- **TASK ITEM**:
Reproduce precisely the lines of the listing below, starting with the line that contains "static AUTHOR: LazyLock<Selector>" and stopping after the line that contains "pub fn review_title(card: &ElementRef<'_>)"; include nothing else.

▼

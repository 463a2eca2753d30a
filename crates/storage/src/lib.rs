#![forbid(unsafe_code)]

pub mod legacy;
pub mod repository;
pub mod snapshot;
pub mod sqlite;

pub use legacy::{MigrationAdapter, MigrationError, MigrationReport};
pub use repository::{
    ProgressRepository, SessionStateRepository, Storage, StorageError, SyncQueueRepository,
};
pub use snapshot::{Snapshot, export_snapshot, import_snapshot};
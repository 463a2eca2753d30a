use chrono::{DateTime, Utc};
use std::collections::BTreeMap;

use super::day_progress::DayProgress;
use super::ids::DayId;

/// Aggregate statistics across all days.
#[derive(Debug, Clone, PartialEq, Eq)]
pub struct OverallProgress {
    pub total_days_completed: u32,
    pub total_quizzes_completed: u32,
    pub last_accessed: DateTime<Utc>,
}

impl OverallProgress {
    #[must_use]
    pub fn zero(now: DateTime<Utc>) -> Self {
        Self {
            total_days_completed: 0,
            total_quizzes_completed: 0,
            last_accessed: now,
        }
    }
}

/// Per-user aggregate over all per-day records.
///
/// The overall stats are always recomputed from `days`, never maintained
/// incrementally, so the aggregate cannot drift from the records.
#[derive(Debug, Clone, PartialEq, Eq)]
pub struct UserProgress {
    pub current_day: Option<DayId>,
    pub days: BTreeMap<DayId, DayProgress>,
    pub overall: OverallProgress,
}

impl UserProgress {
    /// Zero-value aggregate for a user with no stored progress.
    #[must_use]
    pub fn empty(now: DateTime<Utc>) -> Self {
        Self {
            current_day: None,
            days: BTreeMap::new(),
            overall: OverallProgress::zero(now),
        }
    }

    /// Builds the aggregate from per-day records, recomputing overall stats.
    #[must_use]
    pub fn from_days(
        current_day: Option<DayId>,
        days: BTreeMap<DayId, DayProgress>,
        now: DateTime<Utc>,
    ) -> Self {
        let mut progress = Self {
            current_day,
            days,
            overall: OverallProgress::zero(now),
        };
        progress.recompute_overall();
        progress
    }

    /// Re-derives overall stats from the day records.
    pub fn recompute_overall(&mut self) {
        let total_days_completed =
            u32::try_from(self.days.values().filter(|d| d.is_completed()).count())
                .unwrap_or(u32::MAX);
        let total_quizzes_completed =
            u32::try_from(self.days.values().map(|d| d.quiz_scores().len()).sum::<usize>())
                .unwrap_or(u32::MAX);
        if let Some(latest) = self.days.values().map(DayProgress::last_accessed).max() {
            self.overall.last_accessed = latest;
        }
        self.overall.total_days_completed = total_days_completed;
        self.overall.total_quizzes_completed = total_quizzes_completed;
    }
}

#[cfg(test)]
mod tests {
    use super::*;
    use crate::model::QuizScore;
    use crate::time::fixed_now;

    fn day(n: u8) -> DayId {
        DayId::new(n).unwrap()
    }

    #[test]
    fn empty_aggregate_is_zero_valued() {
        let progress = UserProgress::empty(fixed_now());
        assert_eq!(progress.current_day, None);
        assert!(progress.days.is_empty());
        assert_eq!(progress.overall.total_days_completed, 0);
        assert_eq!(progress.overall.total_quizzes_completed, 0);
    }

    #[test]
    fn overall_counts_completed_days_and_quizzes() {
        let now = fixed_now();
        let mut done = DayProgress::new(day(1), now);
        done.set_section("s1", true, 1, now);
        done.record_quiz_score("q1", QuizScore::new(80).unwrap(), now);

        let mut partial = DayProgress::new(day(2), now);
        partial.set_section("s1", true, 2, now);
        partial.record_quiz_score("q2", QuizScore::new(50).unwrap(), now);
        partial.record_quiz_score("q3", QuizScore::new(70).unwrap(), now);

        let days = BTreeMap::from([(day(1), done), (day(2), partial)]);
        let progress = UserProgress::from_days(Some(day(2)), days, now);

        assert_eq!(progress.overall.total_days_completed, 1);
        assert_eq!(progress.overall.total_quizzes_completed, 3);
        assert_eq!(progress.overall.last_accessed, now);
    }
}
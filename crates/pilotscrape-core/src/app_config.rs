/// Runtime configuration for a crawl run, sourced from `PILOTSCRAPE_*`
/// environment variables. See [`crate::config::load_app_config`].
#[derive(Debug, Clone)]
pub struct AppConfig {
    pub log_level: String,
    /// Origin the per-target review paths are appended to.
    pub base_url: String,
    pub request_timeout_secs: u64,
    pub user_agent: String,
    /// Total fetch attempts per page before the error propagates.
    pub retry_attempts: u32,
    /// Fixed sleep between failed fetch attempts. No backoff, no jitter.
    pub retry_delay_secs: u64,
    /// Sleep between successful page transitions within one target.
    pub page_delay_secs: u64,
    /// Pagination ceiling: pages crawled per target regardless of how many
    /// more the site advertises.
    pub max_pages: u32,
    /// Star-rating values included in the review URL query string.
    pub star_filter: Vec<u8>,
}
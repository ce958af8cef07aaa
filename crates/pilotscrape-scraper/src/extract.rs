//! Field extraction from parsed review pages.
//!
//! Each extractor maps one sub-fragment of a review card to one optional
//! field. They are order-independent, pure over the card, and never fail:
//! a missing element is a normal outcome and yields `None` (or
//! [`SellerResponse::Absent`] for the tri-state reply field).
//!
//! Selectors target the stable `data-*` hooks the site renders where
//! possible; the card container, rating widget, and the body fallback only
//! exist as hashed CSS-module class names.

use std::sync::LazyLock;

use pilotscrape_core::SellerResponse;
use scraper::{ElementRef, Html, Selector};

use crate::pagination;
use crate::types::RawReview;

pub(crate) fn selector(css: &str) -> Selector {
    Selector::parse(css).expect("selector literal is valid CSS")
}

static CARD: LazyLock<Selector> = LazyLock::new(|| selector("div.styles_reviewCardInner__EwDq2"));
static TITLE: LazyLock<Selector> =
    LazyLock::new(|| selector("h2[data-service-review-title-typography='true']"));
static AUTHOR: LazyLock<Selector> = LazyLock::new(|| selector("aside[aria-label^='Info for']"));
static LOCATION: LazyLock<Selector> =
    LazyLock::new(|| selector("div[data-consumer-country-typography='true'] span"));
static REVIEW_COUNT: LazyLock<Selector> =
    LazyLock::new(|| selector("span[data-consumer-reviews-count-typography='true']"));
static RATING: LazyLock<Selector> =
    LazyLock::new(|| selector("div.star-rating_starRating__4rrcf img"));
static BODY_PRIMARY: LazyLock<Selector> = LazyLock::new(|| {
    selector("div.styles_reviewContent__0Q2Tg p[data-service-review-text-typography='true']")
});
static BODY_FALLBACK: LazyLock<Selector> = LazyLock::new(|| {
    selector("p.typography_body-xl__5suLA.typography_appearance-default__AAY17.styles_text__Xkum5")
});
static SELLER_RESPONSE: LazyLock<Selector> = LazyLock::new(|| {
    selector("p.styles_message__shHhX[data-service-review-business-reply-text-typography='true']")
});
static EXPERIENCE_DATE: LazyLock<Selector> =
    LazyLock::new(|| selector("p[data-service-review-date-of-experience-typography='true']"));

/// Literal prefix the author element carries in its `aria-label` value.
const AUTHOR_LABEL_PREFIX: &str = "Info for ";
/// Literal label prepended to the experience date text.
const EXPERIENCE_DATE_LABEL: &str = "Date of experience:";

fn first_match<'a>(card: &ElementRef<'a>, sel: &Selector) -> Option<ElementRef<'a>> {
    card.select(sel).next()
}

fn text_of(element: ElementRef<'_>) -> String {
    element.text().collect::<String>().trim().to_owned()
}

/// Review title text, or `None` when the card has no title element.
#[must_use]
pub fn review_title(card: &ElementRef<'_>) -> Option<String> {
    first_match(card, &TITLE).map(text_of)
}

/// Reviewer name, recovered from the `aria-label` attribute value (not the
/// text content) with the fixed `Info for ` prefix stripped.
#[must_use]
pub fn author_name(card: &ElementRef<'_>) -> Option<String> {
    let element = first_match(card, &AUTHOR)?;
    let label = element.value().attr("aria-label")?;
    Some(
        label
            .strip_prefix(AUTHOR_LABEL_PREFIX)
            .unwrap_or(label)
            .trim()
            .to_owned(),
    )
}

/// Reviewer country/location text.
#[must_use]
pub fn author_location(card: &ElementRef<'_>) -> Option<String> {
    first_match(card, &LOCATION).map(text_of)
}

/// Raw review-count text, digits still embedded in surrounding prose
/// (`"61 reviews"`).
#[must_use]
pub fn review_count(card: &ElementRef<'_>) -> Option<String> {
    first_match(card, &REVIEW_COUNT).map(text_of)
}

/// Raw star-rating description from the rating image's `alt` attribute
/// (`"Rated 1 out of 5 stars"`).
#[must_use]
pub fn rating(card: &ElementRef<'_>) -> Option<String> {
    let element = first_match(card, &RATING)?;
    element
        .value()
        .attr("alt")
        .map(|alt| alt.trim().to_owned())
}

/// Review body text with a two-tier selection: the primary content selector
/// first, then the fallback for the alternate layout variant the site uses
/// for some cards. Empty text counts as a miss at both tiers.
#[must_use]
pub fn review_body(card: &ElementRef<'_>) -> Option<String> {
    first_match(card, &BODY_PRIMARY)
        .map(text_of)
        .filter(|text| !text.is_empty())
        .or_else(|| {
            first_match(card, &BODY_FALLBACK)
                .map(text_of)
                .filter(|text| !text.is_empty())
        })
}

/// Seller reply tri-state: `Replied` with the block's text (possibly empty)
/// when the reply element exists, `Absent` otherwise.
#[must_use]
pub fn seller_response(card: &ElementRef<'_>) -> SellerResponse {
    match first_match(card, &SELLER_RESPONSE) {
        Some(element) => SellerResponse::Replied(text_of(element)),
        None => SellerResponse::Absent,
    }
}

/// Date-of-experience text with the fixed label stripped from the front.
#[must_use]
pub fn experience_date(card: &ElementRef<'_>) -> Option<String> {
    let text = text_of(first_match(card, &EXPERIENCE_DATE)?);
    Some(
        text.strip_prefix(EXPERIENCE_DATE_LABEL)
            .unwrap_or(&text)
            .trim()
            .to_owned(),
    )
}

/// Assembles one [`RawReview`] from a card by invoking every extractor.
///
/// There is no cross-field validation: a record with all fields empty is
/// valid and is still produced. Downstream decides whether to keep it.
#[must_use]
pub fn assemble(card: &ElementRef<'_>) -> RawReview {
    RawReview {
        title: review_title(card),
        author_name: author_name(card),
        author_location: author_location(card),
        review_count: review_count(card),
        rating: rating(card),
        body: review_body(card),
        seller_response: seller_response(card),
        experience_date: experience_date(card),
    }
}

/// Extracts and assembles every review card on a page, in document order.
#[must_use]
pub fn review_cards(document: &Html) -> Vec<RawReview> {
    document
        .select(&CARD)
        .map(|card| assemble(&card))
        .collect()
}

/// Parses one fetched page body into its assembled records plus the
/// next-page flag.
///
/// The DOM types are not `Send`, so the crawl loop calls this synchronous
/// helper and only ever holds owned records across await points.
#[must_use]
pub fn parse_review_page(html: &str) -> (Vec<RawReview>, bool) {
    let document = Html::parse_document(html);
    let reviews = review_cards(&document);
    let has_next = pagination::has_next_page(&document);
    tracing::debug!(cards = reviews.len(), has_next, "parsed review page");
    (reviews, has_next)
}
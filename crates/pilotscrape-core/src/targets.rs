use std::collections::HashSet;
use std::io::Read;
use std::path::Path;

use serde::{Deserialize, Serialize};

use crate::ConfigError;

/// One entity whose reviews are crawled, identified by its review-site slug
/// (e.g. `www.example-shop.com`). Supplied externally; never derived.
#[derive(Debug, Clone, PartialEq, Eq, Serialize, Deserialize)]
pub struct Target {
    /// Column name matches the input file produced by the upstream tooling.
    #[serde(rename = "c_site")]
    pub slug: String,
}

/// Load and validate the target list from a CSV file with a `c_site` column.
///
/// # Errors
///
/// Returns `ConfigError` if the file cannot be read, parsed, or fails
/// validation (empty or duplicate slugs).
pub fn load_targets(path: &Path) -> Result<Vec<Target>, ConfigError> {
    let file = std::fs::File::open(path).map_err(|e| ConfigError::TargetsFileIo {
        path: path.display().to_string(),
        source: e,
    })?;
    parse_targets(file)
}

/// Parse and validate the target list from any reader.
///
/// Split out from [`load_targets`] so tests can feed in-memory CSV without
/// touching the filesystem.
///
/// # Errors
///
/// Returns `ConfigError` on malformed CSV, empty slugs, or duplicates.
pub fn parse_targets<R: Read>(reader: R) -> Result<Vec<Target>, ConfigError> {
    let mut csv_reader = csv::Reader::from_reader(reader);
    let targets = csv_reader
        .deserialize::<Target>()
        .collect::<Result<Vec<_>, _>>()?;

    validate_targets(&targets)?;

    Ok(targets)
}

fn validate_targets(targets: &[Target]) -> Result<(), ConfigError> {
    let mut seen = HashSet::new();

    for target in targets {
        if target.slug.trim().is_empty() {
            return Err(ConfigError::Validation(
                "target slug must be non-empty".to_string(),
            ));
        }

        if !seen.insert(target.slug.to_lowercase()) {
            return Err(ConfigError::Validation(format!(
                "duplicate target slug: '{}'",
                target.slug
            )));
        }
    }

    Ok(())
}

▲

- **ANSWER FOR THE TASK**:
static AUTHOR: LazyLock<Selector> = LazyLock::new(|| selector("aside[aria-label^='Info for']"));
static LOCATION: LazyLock<Selector> =
    LazyLock::new(|| selector("div[data-consumer-country-typography='true'] span"));
static REVIEW_COUNT: LazyLock<Selector> =
    LazyLock::new(|| selector("span[data-consumer-reviews-count-typography='true']"));
static RATING: LazyLock<Selector> =
    LazyLock::new(|| selector("div.star-rating_starRating__4rrcf img"));
static BODY_PRIMARY: LazyLock<Selector> = LazyLock::new(|| {
    selector("div.styles_reviewContent__0Q2Tg p[data-service-review-text-typography='true']")
});
static BODY_FALLBACK: LazyLock<Selector> = LazyLock::new(|| {
    selector("p.typography_body-xl__5suLA.typography_appearance-default__AAY17.styles_text__Xkum5")
});
static SELLER_RESPONSE: LazyLock<Selector> = LazyLock::new(|| {
    selector("p.styles_message__shHhX[data-service-review-business-reply-text-typography='true']")
});
static EXPERIENCE_DATE: LazyLock<Selector> =
    LazyLock::new(|| selector("p[data-service-review-date-of-experience-typography='true']"));

/// Literal prefix the author element carries in its `aria-label` value.
const AUTHOR_LABEL_PREFIX: &str = "Info for ";
/// Literal label prepended to the experience date text.
const EXPERIENCE_DATE_LABEL: &str = "Date of experience:";

fn first_match<'a>(card: &ElementRef<'a>, sel: &Selector) -> Option<ElementRef<'a>> {
    card.select(sel).next()
}

fn text_of(element: ElementRef<'_>) -> String {
    element.text().collect::<String>().trim().to_owned()
}

/// Review title text, or `None` when the card has no title element.
#[must_use]
pub fn review_title(card: &ElementRef<'_>) -> Option<String> {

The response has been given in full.